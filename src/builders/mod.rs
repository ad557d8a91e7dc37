//! Builders to construct the scheduler from configuration and collaborators.

pub mod scheduler_builder;

pub use scheduler_builder::QueueSchedulerBuilder;
//! Shared identifier and priority types.

use serde::{Deserialize, Serialize};

/// Task identifier as issued by the task store.
pub type TaskId = String;

/// Project identifier as issued by the task store.
pub type ProjectId = String;

/// Task priority. Variants are declared lowest first so the derived `Ord`
/// ranks `Urgent` highest.
#[derive(Debug, Clone, Copy, Default, PartialEq, Eq, PartialOrd, Ord, Hash, Serialize, Deserialize)]
#[serde(rename_all = "lowercase")]
pub enum Priority {
    /// Lowest priority.
    Low,
    /// Default priority.
    #[default]
    Medium,
    /// Elevated priority.
    High,
    /// Admitted before everything else.
    Urgent,
}

impl Priority {
    /// Numeric rank used by the admission comparator (higher admits first).
    pub const fn rank(self) -> u8 {
        match self {
            Self::Low => 0,
            Self::Medium => 1,
            Self::High => 2,
            Self::Urgent => 3,
        }
    }
}
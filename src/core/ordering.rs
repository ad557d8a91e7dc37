//! Admission ordering for backlog candidates.
//!
//! Higher priority admits first; within a priority the oldest task wins.
//! The sort is stable, so tasks with identical priority and creation time
//! keep the order the task store listed them in.

use std::cmp::Ordering;

use chrono::{DateTime, Utc};

use crate::core::store::Task;
use crate::util::serde::TaskId;
use crate::util::timestamp::ParsedTimestamp;

/// A backlog task with a usable creation time.
#[derive(Debug, Clone, PartialEq, Eq)]
pub struct Candidate {
    /// The task record.
    pub task: Task,
    /// Parsed creation time.
    pub created_at: DateTime<Utc>,
}

/// A backlog task left out of this pass because its creation time could not
/// be read.
#[derive(Debug, Clone, PartialEq, Eq)]
pub struct UnparsableTask {
    /// Task identifier.
    pub task_id: TaskId,
    /// The raw stored value.
    pub raw: String,
}

/// Backlog split into admissible candidates (in admission order) and
/// excluded tasks.
#[derive(Debug, Clone, Default, PartialEq, Eq)]
pub struct CandidateSelection {
    /// Candidates sorted by [`admission_order`].
    pub ordered: Vec<Candidate>,
    /// Tasks skipped for this pass.
    pub unparsable: Vec<UnparsableTask>,
}

/// Priority rank descending, then creation time ascending.
pub fn admission_order(a: &Candidate, b: &Candidate) -> Ordering {
    b.task
        .priority
        .rank()
        .cmp(&a.task.priority.rank())
        .then_with(|| a.created_at.cmp(&b.created_at))
}

/// Parse creation times, drop unparsable tasks, and sort the rest.
pub fn select_candidates(tasks: Vec<Task>) -> CandidateSelection {
    let mut selection = CandidateSelection::default();
    for task in tasks {
        match task.created_at.parse() {
            ParsedTimestamp::Valid(created_at) => {
                selection.ordered.push(Candidate { task, created_at });
            }
            ParsedTimestamp::Unparsable(raw) => {
                selection.unparsable.push(UnparsableTask {
                    task_id: task.id,
                    raw,
                });
            }
        }
    }
    selection.ordered.sort_by(admission_order);
    selection
}
//! Wall-clock helpers.

use std::time::{SystemTime, UNIX_EPOCH};

/// Milliseconds since the Unix epoch. Returns 0 if the system clock is set
/// before the epoch.
pub fn now_ms() -> u128 {
    SystemTime::now()
        .duration_since(UNIX_EPOCH)
        .map(|d| d.as_millis())
        .unwrap_or(0)
}
//! In-memory adapters for the task store, execution runner, and status bus.

pub mod runner;
pub mod status;
pub mod store;

pub use runner::InMemoryExecutionRunner;
pub use status::{InMemoryStatusBus, StatusUpdate};
pub use store::InMemoryTaskStore;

■ **Brief**: Copy each line of the entries in which the string "Urgent" is found.

■ **Result for this exercise**:
/// ranks `Urgent` highest.
    Urgent,
            Self::Urgent => 3,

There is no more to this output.